▶ _PROBLEM TO SOLVE_: Filter the entries for the string "smoothed". Copy each line that has it.
════
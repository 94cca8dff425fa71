use crate::posture::PostureLabel;

/// Holds a falling reading back until it has persisted, unbroken, for the
/// confirmation delay.
///
/// Any non-falling instantaneous label clears the candidate; a later falling
/// reading starts a fresh streak instead of resuming the old one.
#[derive(Debug, Clone)]
pub struct FallGate {
    confirm_delay_ms: u64,
    candidate_since: Option<u64>,
}

impl FallGate {
    pub fn new(confirm_delay_ms: u64) -> Self {
        Self {
            confirm_delay_ms,
            candidate_since: None,
        }
    }

    /// Returns `true` once the current falling streak has lasted at least the
    /// confirmation delay. `false` means "no change", never another posture.
    pub fn observe(&mut self, label: PostureLabel, now_ms: u64) -> bool {
        if label != PostureLabel::Falling {
            if self.candidate_since.take().is_some() {
                tracing::debug!(label = %label, "fall candidate cleared");
            }
            return false;
        }

        let since = *self.candidate_since.get_or_insert_with(|| {
            tracing::debug!(at_ms = now_ms, "fall candidate started");
            now_ms
        });

        now_ms.saturating_sub(since) >= self.confirm_delay_ms
    }

    /// Media time at which the current unbroken falling streak began.
    pub fn candidate_since(&self) -> Option<u64> {
        self.candidate_since
    }
}

#[cfg(test)]
mod tests {
    use super::*;
    use PostureLabel::{Falling, Sitting};

    const T0: u64 = 10_000;

    #[test]
    fn confirms_only_after_the_delay() {
        let mut gate = FallGate::new(5_000);
        assert!(!gate.observe(Falling, T0));
        assert!(!gate.observe(Falling, T0 + 3_000));
        assert!(gate.observe(Falling, T0 + 5_000));
        assert_eq!(gate.candidate_since(), Some(T0));
    }

    #[test]
    fn interruption_restarts_the_timer() {
        let mut gate = FallGate::new(5_000);
        assert!(!gate.observe(Falling, T0));
        assert!(!gate.observe(Sitting, T0 + 4_000));
        assert_eq!(gate.candidate_since(), None);

        assert!(!gate.observe(Falling, T0 + 4_100));
        assert!(!gate.observe(Falling, T0 + 5_000));
        assert!(!gate.observe(Falling, T0 + 9_000));
        assert!(gate.observe(Falling, T0 + 9_100));
    }

    #[test]
    fn other_labels_never_confirm() {
        let mut gate = FallGate::new(0);
        assert!(!gate.observe(Sitting, T0));
        assert!(gate.observe(Falling, T0));
    }
}
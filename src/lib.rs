//! Posture and fall classification over a stream of body keypoints.
//!
//! Each frame's keypoints are classified from their geometry, smoothed over a
//! short window, gated for falls, and turned into timed posture sessions. The
//! pose model, the camera and any rendering stay outside the crate: frames
//! arrive through [`source::FrameSource`], landmarks through
//! [`inference::PoseEstimator`], and results leave through [`sink::EventSink`].
//!
//! ```no_run
//! use fall_sentinel::{Config, Monitor, PostureStats, RecordedPoseEstimator, Recording};
//!
//! # fn main() -> anyhow::Result<()> {
//! let mut monitor = Monitor::new(Config::default(), 30)?;
//! let mut stats = PostureStats::new();
//! let mut recording = Recording::open("session.jsonl")?;
//! monitor.run(&mut recording, &mut RecordedPoseEstimator, &mut stats)?;
//! println!("{stats}");
//! # Ok(())
//! # }
//! ```

pub mod clock;
pub mod config;
pub mod demo;
pub mod error;
pub mod fall_gate;
pub mod geometry;
pub mod inference;
pub mod keypoints;
pub mod monitor;
pub mod overlay;
pub mod posture;
pub mod session;
pub mod sink;
pub mod smoothing;
pub mod source;
pub mod stats;
pub mod tracker;

pub use clock::SimulatedClock;
pub use config::Config;
pub use error::{ConfigError, KeypointError};
pub use inference::{PoseEstimator, RecordedPose, RecordedPoseEstimator};
pub use keypoints::{Keypoint, KeypointSet, LANDMARK_COUNT};
pub use monitor::{FrameMetrics, Monitor, RunSummary, StopHandle, StopReason};
pub use posture::{PostureClassifier, PostureLabel, Thresholds};
pub use session::{Alert, MonitoringSession, StepOutcome};
pub use sink::{EventSink, JsonLinesSink};
pub use source::{Frame, FrameIter, FrameSource, Recording};
pub use stats::PostureStats;
pub use tracker::{SessionEvent, SessionTracker};
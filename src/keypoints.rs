use serde::{Deserialize, Serialize};

use crate::error::KeypointError;

/// Number of landmarks in the BlazePose topology.
pub const LANDMARK_COUNT: usize = 33;

pub const NOSE: usize = 0;
pub const LEFT_SHOULDER: usize = 11;
pub const RIGHT_SHOULDER: usize = 12;
pub const LEFT_ELBOW: usize = 13;
pub const RIGHT_ELBOW: usize = 14;
pub const LEFT_WRIST: usize = 15;
pub const RIGHT_WRIST: usize = 16;
pub const LEFT_HIP: usize = 23;
pub const RIGHT_HIP: usize = 24;
pub const LEFT_KNEE: usize = 25;
pub const RIGHT_KNEE: usize = 26;
pub const LEFT_ANKLE: usize = 27;
pub const RIGHT_ANKLE: usize = 28;

/// One estimated body landmark. `x`/`y` are normalised to the frame,
/// `z` is a relative depth and `visibility` a confidence in [0, 1].
#[derive(Debug, Clone, Copy, PartialEq, Serialize, Deserialize)]
pub struct Keypoint {
    pub x: f32,
    pub y: f32,
    pub z: f32,
    pub visibility: f32,
}

impl Keypoint {
    pub const fn new(x: f32, y: f32, z: f32, visibility: f32) -> Self {
        Self { x, y, z, visibility }
    }

    /// A landmark the model could not place at all. Low visibility alone
    /// does not make a keypoint absent.
    pub const fn absent() -> Self {
        Self {
            x: f32::NAN,
            y: f32::NAN,
            z: f32::NAN,
            visibility: 0.0,
        }
    }

    pub fn is_present(&self) -> bool {
        self.x.is_finite() && self.y.is_finite()
    }
}

impl From<[f32; 4]> for Keypoint {
    fn from(row: [f32; 4]) -> Self {
        Self::new(row[0], row[1], row[2], row[3])
    }
}

/// A full 33-landmark estimate for one frame.
///
/// The fixed-size array makes a partially populated set unrepresentable;
/// conversions from model output fail with [`KeypointError::MalformedSet`]
/// rather than pad or truncate.
#[derive(Debug, Clone, PartialEq)]
pub struct KeypointSet {
    points: [Keypoint; LANDMARK_COUNT],
}

impl KeypointSet {
    pub fn new(points: [Keypoint; LANDMARK_COUNT]) -> Self {
        Self { points }
    }

    pub fn from_rows(rows: &[[f32; 4]]) -> Result<Self, KeypointError> {
        rows.iter()
            .copied()
            .map(Keypoint::from)
            .collect::<Vec<_>>()
            .try_into()
    }

    pub fn get(&self, index: usize) -> &Keypoint {
        &self.points[index]
    }

    pub fn set(&mut self, index: usize, keypoint: Keypoint) {
        self.points[index] = keypoint;
    }

    pub fn iter(&self) -> impl Iterator<Item = &Keypoint> {
        self.points.iter()
    }
}

impl TryFrom<Vec<Keypoint>> for KeypointSet {
    type Error = KeypointError;

    fn try_from(points: Vec<Keypoint>) -> Result<Self, Self::Error> {
        let actual = points.len();
        let points: [Keypoint; LANDMARK_COUNT] =
            points.try_into().map_err(|_| KeypointError::MalformedSet {
                expected: LANDMARK_COUNT,
                actual,
            })?;
        Ok(Self { points })
    }
}
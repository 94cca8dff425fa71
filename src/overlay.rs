//! Drawable skeleton for the debug view.
//!
//! Rendering is left to the caller; this only decides what is trustworthy
//! enough to draw. Visibility filtering here never feeds classification.

use serde::Serialize;

use crate::keypoints::{
    KeypointSet, LEFT_ANKLE, LEFT_ELBOW, LEFT_HIP, LEFT_KNEE, LEFT_SHOULDER, LEFT_WRIST,
    RIGHT_ANKLE, RIGHT_ELBOW, RIGHT_HIP, RIGHT_KNEE, RIGHT_SHOULDER, RIGHT_WRIST,
};
use crate::posture::PostureLabel;

/// Torso, arms, legs.
pub const SKELETON_CONNECTIONS: [(usize, usize); 12] = [
    (LEFT_SHOULDER, RIGHT_SHOULDER),
    (LEFT_SHOULDER, LEFT_HIP),
    (RIGHT_SHOULDER, RIGHT_HIP),
    (LEFT_HIP, RIGHT_HIP),
    (LEFT_SHOULDER, LEFT_ELBOW),
    (LEFT_ELBOW, LEFT_WRIST),
    (RIGHT_SHOULDER, RIGHT_ELBOW),
    (RIGHT_ELBOW, RIGHT_WRIST),
    (LEFT_HIP, LEFT_KNEE),
    (LEFT_KNEE, LEFT_ANKLE),
    (RIGHT_HIP, RIGHT_KNEE),
    (RIGHT_KNEE, RIGHT_ANKLE),
];

#[derive(Debug, Clone, Copy, PartialEq, Serialize)]
pub struct OverlayPoint {
    pub index: usize,
    pub x: f32,
    pub y: f32,
}

impl OverlayPoint {
    pub fn to_pixels(&self, width: u32, height: u32) -> (f32, f32) {
        (self.x * width as f32, self.y * height as f32)
    }
}

#[derive(Debug, Clone, Default, PartialEq, Serialize)]
pub struct SkeletonOverlay {
    pub points: Vec<OverlayPoint>,
    pub bones: Vec<(usize, usize)>,
    /// Tint the frame: the instantaneous label is falling.
    pub alert: bool,
}

impl SkeletonOverlay {
    pub fn build(ks: &KeypointSet, min_visibility: f32, label: Option<PostureLabel>) -> Self {
        let visible = |i: usize| {
            let kp = ks.get(i);
            kp.is_present() && kp.visibility > min_visibility
        };

        let points = ks
            .iter()
            .enumerate()
            .filter(|(i, _)| visible(*i))
            .map(|(index, kp)| OverlayPoint {
                index,
                x: kp.x,
                y: kp.y,
            })
            .collect();

        let bones = SKELETON_CONNECTIONS
            .iter()
            .copied()
            .filter(|&(a, b)| visible(a) && visible(b))
            .collect();

        Self {
            points,
            bones,
            alert: label == Some(PostureLabel::Falling),
        }
    }
}
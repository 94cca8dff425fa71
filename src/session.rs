//! The owned per-frame step.
//!
//! A [`MonitoringSession`] holds the smoothing window, the fall gate and the
//! session tracker for one monitoring run. Nothing else mutates them; a fresh
//! session per run (or per test) starts from a clean slate.

use chrono::NaiveDateTime;
use serde::Serialize;
use tracing::{debug, warn};

use crate::clock::SimulatedClock;
use crate::config::Config;
use crate::error::ConfigError;
use crate::fall_gate::FallGate;
use crate::keypoints::KeypointSet;
use crate::posture::{PostureClassifier, PostureLabel};
use crate::smoothing::{SmoothingWindow, StableLabel};
use crate::tracker::{SessionEvent, SessionTracker};

/// Live notifications that are not session events.
#[derive(Debug, Clone, PartialEq, Serialize)]
#[serde(tag = "kind", rename_all = "snake_case")]
pub enum Alert {
    /// Continuous sitting reached the configured limit.
    ProlongedSitting {
        since: NaiveDateTime,
        sitting_minutes: f64,
    },
}

/// Everything one frame produced.
#[derive(Debug, Clone, PartialEq)]
pub struct StepOutcome {
    pub timestamp_ms: u64,
    pub simulated_at: NaiveDateTime,
    /// Classifier output for this frame; `None` when no body was found.
    pub instantaneous: Option<PostureLabel>,
    /// Label the smoothing window currently holds.
    pub stable: Option<PostureLabel>,
    /// Raw gate output: the person is falling right now.
    pub fall_confirmed: bool,
    /// Posture the tracker has confirmed.
    pub posture: PostureLabel,
    pub event: Option<SessionEvent>,
    pub alert: Option<Alert>,
}

#[derive(Debug, Clone)]
pub struct MonitoringSession {
    classifier: PostureClassifier,
    window: SmoothingWindow,
    gate: FallGate,
    tracker: SessionTracker,
    clock: SimulatedClock,
    prolonged_sitting_secs: f64,
    sitting_alerted_for: Option<NaiveDateTime>,
}

impl MonitoringSession {
    /// Starts a session at media time `started_ms` using the clock the
    /// config describes. Out-of-range configuration is rejected.
    pub fn new(config: &Config, started_ms: u64) -> Result<Self, ConfigError> {
        Self::with_clock(config, config.clock.clock(), started_ms)
    }

    pub fn with_clock(
        config: &Config,
        clock: SimulatedClock,
        started_ms: u64,
    ) -> Result<Self, ConfigError> {
        config.validate()?;
        if !clock.scale().is_finite() || clock.scale() <= 0.0 {
            return Err(ConfigError::invalid_value(
                "clock.speed",
                format!("must be a finite positive number, got scale {}", clock.scale()),
            ));
        }

        Ok(Self {
            classifier: PostureClassifier::new(config.thresholds),
            window: SmoothingWindow::new(config.smoothing.window_size, config.smoothing.quorum),
            gate: FallGate::new(config.session.fall_confirm_delay_ms),
            tracker: SessionTracker::new(clock.at(started_ms), config.session.min_session_seconds),
            clock,
            prolonged_sitting_secs: config.session.prolonged_sitting_minutes * 60.0,
            sitting_alerted_for: None,
        })
    }

    pub fn clock(&self) -> &SimulatedClock {
        &self.clock
    }

    pub fn tracker(&self) -> &SessionTracker {
        &self.tracker
    }

    pub fn current_posture(&self) -> PostureLabel {
        self.tracker.current()
    }

    /// Process one frame. A frame without a body leaves the window, gate and
    /// tracker untouched.
    pub fn step(&mut self, keypoints: Option<&KeypointSet>, timestamp_ms: u64) -> StepOutcome {
        let simulated_at = self.clock.at(timestamp_ms);
        let instantaneous = self.classifier.classify_frame(keypoints);

        let mut fall_confirmed = false;
        let mut event = None;

        if let Some(label) = instantaneous {
            fall_confirmed = self.gate.observe(label, timestamp_ms);
            self.window.push(label, timestamp_ms);
            debug!(label = %label, at_ms = timestamp_ms, "frame classified");

            if let Some(stable) = self.window.stable() {
                event = self.apply_stable(stable, fall_confirmed);
            }
        }

        let alert = self.check_prolonged_sitting(simulated_at);

        StepOutcome {
            timestamp_ms,
            simulated_at,
            instantaneous,
            stable: self.window.stable().map(|s| s.label),
            fall_confirmed,
            posture: self.tracker.current(),
            event,
            alert,
        }
    }

    /// Hands a smoothed label to the tracker. Entering `falling` also needs
    /// the gate; leaving it does not. Changes are anchored at the first frame
    /// of the run that produced them.
    fn apply_stable(&mut self, stable: StableLabel, fall_confirmed: bool) -> Option<SessionEvent> {
        if stable.label == self.tracker.current() {
            return None;
        }

        let since_ms = if stable.label == PostureLabel::Falling {
            if !fall_confirmed {
                return None;
            }
            self.gate.candidate_since().unwrap_or(stable.since_ms)
        } else {
            stable.since_ms
        };

        let at = self.clock.at(since_ms);
        let event = self.tracker.on_stable_label(stable.label, at);

        if self.tracker.current() == PostureLabel::Falling {
            warn!(since = %at, "fall confirmed");
        }
        event
    }

    fn check_prolonged_sitting(&mut self, now: NaiveDateTime) -> Option<Alert> {
        if self.tracker.current() != PostureLabel::Sitting {
            return None;
        }

        let since = self.tracker.started_at();
        if self.sitting_alerted_for == Some(since) {
            return None;
        }

        let elapsed = self.tracker.elapsed_seconds(now);
        if elapsed < self.prolonged_sitting_secs {
            return None;
        }

        self.sitting_alerted_for = Some(since);
        warn!(since = %since, minutes = elapsed / 60.0, "prolonged sitting");
        Some(Alert::ProlongedSitting {
            since,
            sitting_minutes: elapsed / 60.0,
        })
    }
}
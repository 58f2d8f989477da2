//! End-to-end tests feeding whole scripts through the calculator.

use poly_calc::Calculator;
use pretty_assertions::assert_eq;
use std::{
    io::Write,
    process::{Command, Stdio},
};

/// Runs the calculator on the given script, returning its stdout and stderr.
fn run(script: &str) -> (String, String) {
    let (mut out, mut err) = (Vec::new(), Vec::new());
    Calculator::new().run(script.as_bytes(), &mut out, &mut err).unwrap();

    (String::from_utf8(out).unwrap(), String::from_utf8(err).unwrap())
}

#[test]
fn arithmetic() {
    let (out, err) = run("\
(1,2)+(2,3)
(3,2)+(-2,3)
ADD
PRINT
CLONE
MUL
PRINT
NEG
PRINT
IS_COEFF
IS_ZERO
DEG
");

    assert_eq!(out, "\
(4,2)
(16,4)
(-16,4)
0
0
4
");
    assert_eq!(err, "");
}

#[test]
fn constants_collapse() {
    let (out, err) = run("\
(1,1)+(5,0)
(-1,1)
ADD
IS_COEFF
PRINT
ZERO
IS_ZERO
DEG
");

    assert_eq!(out, "1\n5\n1\n-1\n");
    assert_eq!(err, "");
}

#[test]
fn multivariate() {
    let (out, err) = run("\
((1,0)+(1,1),2)+((3,4),3)
DEG
DEG_BY 0
DEG_BY 1
DEG_BY 2
AT 2
PRINT
AT -1
PRINT
");

    assert_eq!(out, "7\n3\n4\n0\n(4,0)+(4,1)+(24,4)\n24\n");
    assert_eq!(err, "");
}

#[test]
fn equality() {
    let (out, err) = run("\
(1,2)+(3,0)
(3,0)+(1,2)
IS_EQ
ADD
(2,2)+(6,0)
IS_EQ
(2,2)
IS_EQ
");

    assert_eq!(out, "1\n1\n0\n");
    assert_eq!(err, "");
}

#[test]
fn composition() {
    let (out, err) = run("\
(1,4)
((1,0)+(1,1),1)
(((1,6),5),2)+((1,0)+(1,2),3)+(5,7)
COMPOSE 2
PRINT
3
(2,1)+(1,3)
COMPOSE 1
PRINT
(1,2)
COMPOSE 0
PRINT
");

    assert_eq!(out, "\
(1,12)+((1,0)+(2,1)+(1,2),14)+(5,28)
33
0
");
    assert_eq!(err, "");
}

#[test]
fn wrapping_arithmetic() {
    let (out, err) = run("\
(4294967296,1)
4294967296
MUL
IS_ZERO
(1,64)
AT 2
PRINT
9223372036854775807
1
ADD
PRINT
");

    assert_eq!(out, "1\n0\n-9223372036854775808\n");
    assert_eq!(err, "");
}

#[test]
fn errors() {
    let (out, err) = run("\
# errors are reported with their line number
ADD

(1,2)+
(1,2147483648)
9223372036854775808
(1, 2)
-
DEG_BY
DEG_BYX 1
AT x
COMPOSE -1
FOO
(1,1)
COMPOSE 1
DEG_BY 18446744073709551616
PRINT
");

    assert_eq!(out, "(1,1)\n");
    assert_eq!(err, "\
ERROR 2 STACK UNDERFLOW
ERROR 4 WRONG POLY
ERROR 5 WRONG POLY
ERROR 6 WRONG POLY
ERROR 7 WRONG POLY
ERROR 8 WRONG POLY
ERROR 9 DEG BY WRONG VARIABLE
ERROR 10 WRONG COMMAND
ERROR 11 AT WRONG VALUE
ERROR 12 COMPOSE WRONG PARAMETER
ERROR 13 WRONG COMMAND
ERROR 15 STACK UNDERFLOW
ERROR 16 DEG BY WRONG VARIABLE
");
}

#[test]
fn exponents_do_not_wrap() {
    let (out, err) = run("\
(1,2147483647)
CLONE
MUL
(1,2)
MUL
IS_COEFF
DEG
PRINT
");

    assert_eq!(out, "0\n4294967296\n(1,4294967296)\n");
    assert_eq!(err, "");
}

#[test]
fn nesting_limit() {
    let nested = |depth: usize| format!("{}1{}", "(".repeat(depth), ",1)".repeat(depth));
    let script = format!("{}\nDEG\n{}\nPRINT\n", nested(poly_parser::MAX_DEPTH), nested(poly_parser::MAX_DEPTH + 1));
    let (out, err) = run(&script);

    assert_eq!(out, format!("{}\n{}\n", poly_parser::MAX_DEPTH, nested(poly_parser::MAX_DEPTH)));
    assert_eq!(err, "ERROR 3 WRONG POLY\n");
}

#[test]
fn nul_byte_in_command() {
    let (out, err) = run("ZERO\nPRINT\0\nPRINT\n");

    assert_eq!(out, "0\n");
    assert_eq!(err, "ERROR 2 WRONG COMMAND\n");
}

#[test]
fn last_line_without_terminator() {
    let (out, err) = run("5\nPRINT");

    assert_eq!(out, "5\n");
    assert_eq!(err, "");
}

#[test]
fn binary_reads_stdin() {
    let mut child = Command::new(env!("CARGO_BIN_EXE_poly-calc"))
        .stdin(Stdio::piped())
        .stdout(Stdio::piped())
        .stderr(Stdio::piped())
        .spawn()
        .unwrap();

    child
        .stdin
        .take()
        .unwrap()
        .write_all(b"(1,1)\n(1,1)\nMUL\nPRINT\nPOP\nPOP\n")
        .unwrap();
    let output = child.wait_with_output().unwrap();

    assert!(output.status.success());
    assert_eq!(String::from_utf8(output.stdout).unwrap(), "(1,2)\n");
    assert_eq!(String::from_utf8(output.stderr).unwrap(), "ERROR 6 STACK UNDERFLOW\n");
}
════
▶ _RESPONSE BOX_:
//! Each frame's keypoints are classified from their geometry, smoothed over a
    /// Hands a smoothed label to the tracker. Entering `falling` also needs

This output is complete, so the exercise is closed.